The next challenge will be to produce these organic memristors at scale, said Venkatesan.
“Now we are making individual devices in the laboratory. We need to make circuits for large-scale functional implementation of these devices.”
Here’s a link to and a citation for the paper,
An organic approach to low energy memory and brain inspired electronics by Sreetosh Goswami, Sreebrata Goswami, and T. Venkatesan. Applied Physics Reviews 7, 021303 (2020) DOI: https://doi.org/10.1063/1.5124155
This paper is open access.
Basics about memristors and organic memristors
This undated article on Nanowerk provides a relatively complete and technical description of memristors in general (Note: A link has been removed),
A memristor (named as a portmanteau of memory and resistor) is a non-volatile electronic memory device that was first theorized by Leon Ong Chua in 1971 as the fourth fundamental two-terminal circuit element following the resistor, the capacitor, and the inductor (IEEE Transactions on Circuit Theory, “Memristor-The missing circuit element”).
Its special property is that its resistance can be programmed (resistor function) and subsequently remains stored (memory function). Unlike other memories that exist today in modern electronics, memristors are stable and remember their state even if the device loses power.
However, it was only almost 40 years later that the first practical device was fabricated. This was in 2008, when a group led by Stanley Williams at HP Research Labs realized that switching of the resistance between a conducting and less conducting state in metal-oxide thin-film devices was showing Leon Chua’s memristor behavior. …
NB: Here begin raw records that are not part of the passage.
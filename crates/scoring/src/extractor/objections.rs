//! Objections raised by the lead

use lead_intel_core::SignalName;

use super::{CategoryResult, ExtractionContext};

pub(super) fn extract(ctx: &ExtractionContext<'_>) -> CategoryResult {
    Ok(vec![
        (SignalName::ObjectionIntensity, ctx.lexicon.get(SignalName::ObjectionIntensity)),
        (SignalName::PriceObjection, ctx.lexicon.get(SignalName::PriceObjection)),
    ])
}

#[cfg(test)]
mod tests {
    use crate::SignalExtractor;
    use chrono::Utc;
    use lead_intel_config::ExtractionConfig;
    use lead_intel_core::{ConversationTurn, LeadRecord, SignalName};

    #[test]
    fn test_objections() {
        let x = SignalExtractor::new(ExtractionConfig::default()).unwrap();
        let now = Utc::now();
        let turns = vec![
            ConversationTurn::lead("Honestly it's too expensive, I'm not sure", now),
            ConversationTurn::lead("Maybe later", now),
        ];
        let v = x.extract(&LeadRecord::new("a"), &turns, now);
        // two strong (2) and one mild (1) over saturation 6
        assert!((v.get(SignalName::ObjectionIntensity) - 5.0 / 6.0).abs() < 1e-9);
        assert_eq!(v.get(SignalName::PriceObjection), 1.0);
    }
}
fn seg(signal: SegmentSignal, weight: f64) -> FeatureWeight {
    FeatureWeight::new(Feature::Segment(signal), weight)
}

/// How the conditions of a bonus rule combine
#[derive(Debug, Clone, Copy, PartialEq, Eq, Serialize, Deserialize, Default)]
#[serde(rename_all = "lowercase")]
pub enum ConditionMode {
    #[default]
    All,
    Any,
}

/// `signal >= min`
#[derive(Debug, Clone, PartialEq, Serialize, Deserialize)]
pub struct SignalCondition {
    pub signal: SignalName,
    pub min: f64,
}

/// Reward for a high-value combination of signals
#[derive(Debug, Clone, PartialEq, Serialize, Deserialize)]
pub struct BonusRule {
    pub name: String,
    #[serde(default)]
    pub mode: ConditionMode,
    pub conditions: Vec<SignalCondition>,
    pub bonus: f64,
}

impl BonusRule {
    fn new(name: &str, mode: ConditionMode, conditions: &[(SignalName, f64)], bonus: f64) -> Self {
        Self {
            name: name.to_string(),
            mode,
            conditions: conditions
                .iter()
                .map(|(signal, min)| SignalCondition {
                    signal: *signal,
                    min: *min,
                })
                .collect(),
            bonus,
        }
    }
}

/// Intent bonus configuration
#[derive(Debug, Clone, Serialize, Deserialize)]
#[serde(default)]
pub struct IntentBonusConfig {
    pub cap: f64,
    /// Share of the bonus removed at full objection intensity
    pub objection_damping: f64,
    pub rules: Vec<BonusRule>,
}

impl Default for IntentBonusConfig {
    fn default() -> Self {
        use SignalName::*;
        Self {
            cap: model::INTENT_BONUS_CAP,
            objection_damping: 0.5,
            rules: vec![
                BonusRule::new(
                    "budget_and_timeline",
                    ConditionMode::All,
                    &[(BudgetMatch, 0.7), (TimelineUrgency, 0.8)],
                    0.10,
                ),
                BonusRule::new(
                    "financially_ready",
                    ConditionMode::Any,
                    &[(PreApproval, 0.5), (CashBuyer, 0.5)],
                    0.08,
                ),
                BonusRule::new(
                    "urgent_language",
                    ConditionMode::All,
                    &[(UrgencyLanguage, 0.3)],
                    0.04,
                ),
                BonusRule::new(
                    "late_stage",
                    ConditionMode::All,
                    &[(DecisionStage, 0.75)],
                    0.03,
                ),
            ],
        }
    }
}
The article on Nanowerk includes an embedded video presentation on memristors given by Stanley Williams (also known as R. Stanley Williams).
Mention of an ‘organic’memristor can be found in an October 31, 2017 article by Ryan Whitwam,
The memristor is composed of the transition metal ruthenium complexed with “azo-aromatic ligands.” [emphasis mine] The theoretical work enabling this material was performed at Yale, and the organic molecules were synthesized at the Indian Association for the Cultivation of Sciences. …
I highlighted ‘ligands’ because that appears to be the difference. However, there is more than one type of ligand on Wikipedia.
First, there’s the Ligand (biochemistry) entry (Note: Links have been removed),
In biochemistry and pharmacology, a ligand is a substance that forms a complex with a biomolecule to serve a biological purpose. …
Then, there’s the Ligand entry,
In coordination chemistry, a ligand[help 1] is an ion or molecule (functional group) that binds to a central metal atom to form a coordination complex …
Finally, there’s the Ligand (disambiguation) entry (Note: Links have been removed),
- Ligand, an atom, ion, or functional group that donates one or more of its electrons through a coordinate covalent bond to one or more central atoms or ions
- Ligand (biochemistry), a substance that binds to a protein
- a ‘guest’ in host–guest chemistry
I did take a look at the paper and did not see any references to proteins or other biomolecules that I could recognize as such. I’m not sure why the researchers are describing their device as an ‘organic’ memristor but this may reflect a shortcoming in the definitions I have found or shortcomings in my reading of the paper rather than an error on their parts.
Hopefully, more research will be forthcoming and it will be possible to better understand the terminology.